Going line by line through the material below, tally those that contain the word "impl" and give the count by itself.
====== DATASET RECORDS
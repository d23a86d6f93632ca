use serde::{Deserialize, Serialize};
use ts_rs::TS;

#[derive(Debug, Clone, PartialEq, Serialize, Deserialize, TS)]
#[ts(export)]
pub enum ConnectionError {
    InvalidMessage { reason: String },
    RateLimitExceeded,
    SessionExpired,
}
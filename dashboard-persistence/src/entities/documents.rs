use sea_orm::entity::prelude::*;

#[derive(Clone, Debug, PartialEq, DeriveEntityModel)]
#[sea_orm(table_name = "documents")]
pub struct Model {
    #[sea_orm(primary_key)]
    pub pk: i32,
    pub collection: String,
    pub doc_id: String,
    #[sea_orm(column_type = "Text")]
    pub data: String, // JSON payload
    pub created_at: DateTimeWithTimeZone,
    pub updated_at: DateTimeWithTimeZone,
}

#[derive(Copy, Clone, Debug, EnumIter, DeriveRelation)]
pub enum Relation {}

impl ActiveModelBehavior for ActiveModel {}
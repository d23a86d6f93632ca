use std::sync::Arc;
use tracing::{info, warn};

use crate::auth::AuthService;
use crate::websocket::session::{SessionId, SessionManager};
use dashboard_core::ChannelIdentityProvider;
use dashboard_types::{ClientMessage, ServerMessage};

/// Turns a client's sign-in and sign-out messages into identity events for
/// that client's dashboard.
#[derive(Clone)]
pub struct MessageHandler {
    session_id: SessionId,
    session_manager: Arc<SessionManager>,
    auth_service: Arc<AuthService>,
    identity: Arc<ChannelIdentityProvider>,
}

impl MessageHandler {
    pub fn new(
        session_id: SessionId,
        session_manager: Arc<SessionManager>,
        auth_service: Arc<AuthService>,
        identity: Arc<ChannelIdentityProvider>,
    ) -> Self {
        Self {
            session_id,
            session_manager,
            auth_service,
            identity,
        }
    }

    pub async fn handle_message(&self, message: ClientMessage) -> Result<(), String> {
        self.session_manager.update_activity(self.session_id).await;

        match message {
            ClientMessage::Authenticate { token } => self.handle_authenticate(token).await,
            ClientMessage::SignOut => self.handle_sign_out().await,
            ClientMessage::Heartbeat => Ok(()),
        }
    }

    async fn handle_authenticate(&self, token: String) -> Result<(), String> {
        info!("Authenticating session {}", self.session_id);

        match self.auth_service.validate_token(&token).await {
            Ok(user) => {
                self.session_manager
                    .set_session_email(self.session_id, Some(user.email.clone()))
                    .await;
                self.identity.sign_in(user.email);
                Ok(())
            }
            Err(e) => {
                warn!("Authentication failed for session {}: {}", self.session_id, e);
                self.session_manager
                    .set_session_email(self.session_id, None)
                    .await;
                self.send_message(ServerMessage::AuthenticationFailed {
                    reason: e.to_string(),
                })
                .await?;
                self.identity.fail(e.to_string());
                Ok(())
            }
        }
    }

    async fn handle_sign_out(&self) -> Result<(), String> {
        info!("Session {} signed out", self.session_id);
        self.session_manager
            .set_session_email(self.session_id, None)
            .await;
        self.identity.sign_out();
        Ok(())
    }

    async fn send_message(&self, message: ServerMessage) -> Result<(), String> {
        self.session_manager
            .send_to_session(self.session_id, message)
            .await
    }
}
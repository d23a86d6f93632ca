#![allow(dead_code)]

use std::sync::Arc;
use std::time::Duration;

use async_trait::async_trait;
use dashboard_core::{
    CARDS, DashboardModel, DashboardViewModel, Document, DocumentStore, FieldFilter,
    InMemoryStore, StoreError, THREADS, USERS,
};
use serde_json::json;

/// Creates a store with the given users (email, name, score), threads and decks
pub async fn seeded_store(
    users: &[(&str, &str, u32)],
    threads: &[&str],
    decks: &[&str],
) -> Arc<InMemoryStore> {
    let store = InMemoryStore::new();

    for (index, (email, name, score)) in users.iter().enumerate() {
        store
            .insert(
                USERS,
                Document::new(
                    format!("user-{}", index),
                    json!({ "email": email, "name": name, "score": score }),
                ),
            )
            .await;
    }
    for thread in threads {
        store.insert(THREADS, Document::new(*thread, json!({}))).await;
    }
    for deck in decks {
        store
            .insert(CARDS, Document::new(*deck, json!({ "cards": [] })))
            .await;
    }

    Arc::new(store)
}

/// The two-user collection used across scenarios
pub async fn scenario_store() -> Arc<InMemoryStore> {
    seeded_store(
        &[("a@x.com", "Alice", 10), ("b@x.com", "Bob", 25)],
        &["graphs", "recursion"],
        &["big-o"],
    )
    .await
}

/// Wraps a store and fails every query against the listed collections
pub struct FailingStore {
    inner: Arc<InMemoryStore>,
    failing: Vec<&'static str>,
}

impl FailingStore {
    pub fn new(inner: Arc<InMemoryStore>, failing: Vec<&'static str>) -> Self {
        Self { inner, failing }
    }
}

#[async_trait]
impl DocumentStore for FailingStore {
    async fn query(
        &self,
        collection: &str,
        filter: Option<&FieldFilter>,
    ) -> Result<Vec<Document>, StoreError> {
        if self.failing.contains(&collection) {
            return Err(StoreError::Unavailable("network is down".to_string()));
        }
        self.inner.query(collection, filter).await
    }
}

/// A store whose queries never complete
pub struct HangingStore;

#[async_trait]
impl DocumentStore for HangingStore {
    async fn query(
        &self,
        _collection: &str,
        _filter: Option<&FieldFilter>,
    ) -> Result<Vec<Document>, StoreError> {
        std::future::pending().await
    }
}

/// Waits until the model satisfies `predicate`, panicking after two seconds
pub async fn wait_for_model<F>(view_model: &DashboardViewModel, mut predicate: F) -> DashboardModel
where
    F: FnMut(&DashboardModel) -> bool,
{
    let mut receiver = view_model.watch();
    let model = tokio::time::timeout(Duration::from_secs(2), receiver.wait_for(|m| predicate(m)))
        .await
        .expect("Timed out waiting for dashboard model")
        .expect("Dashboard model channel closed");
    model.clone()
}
============
*ANSWER SECTION*.
5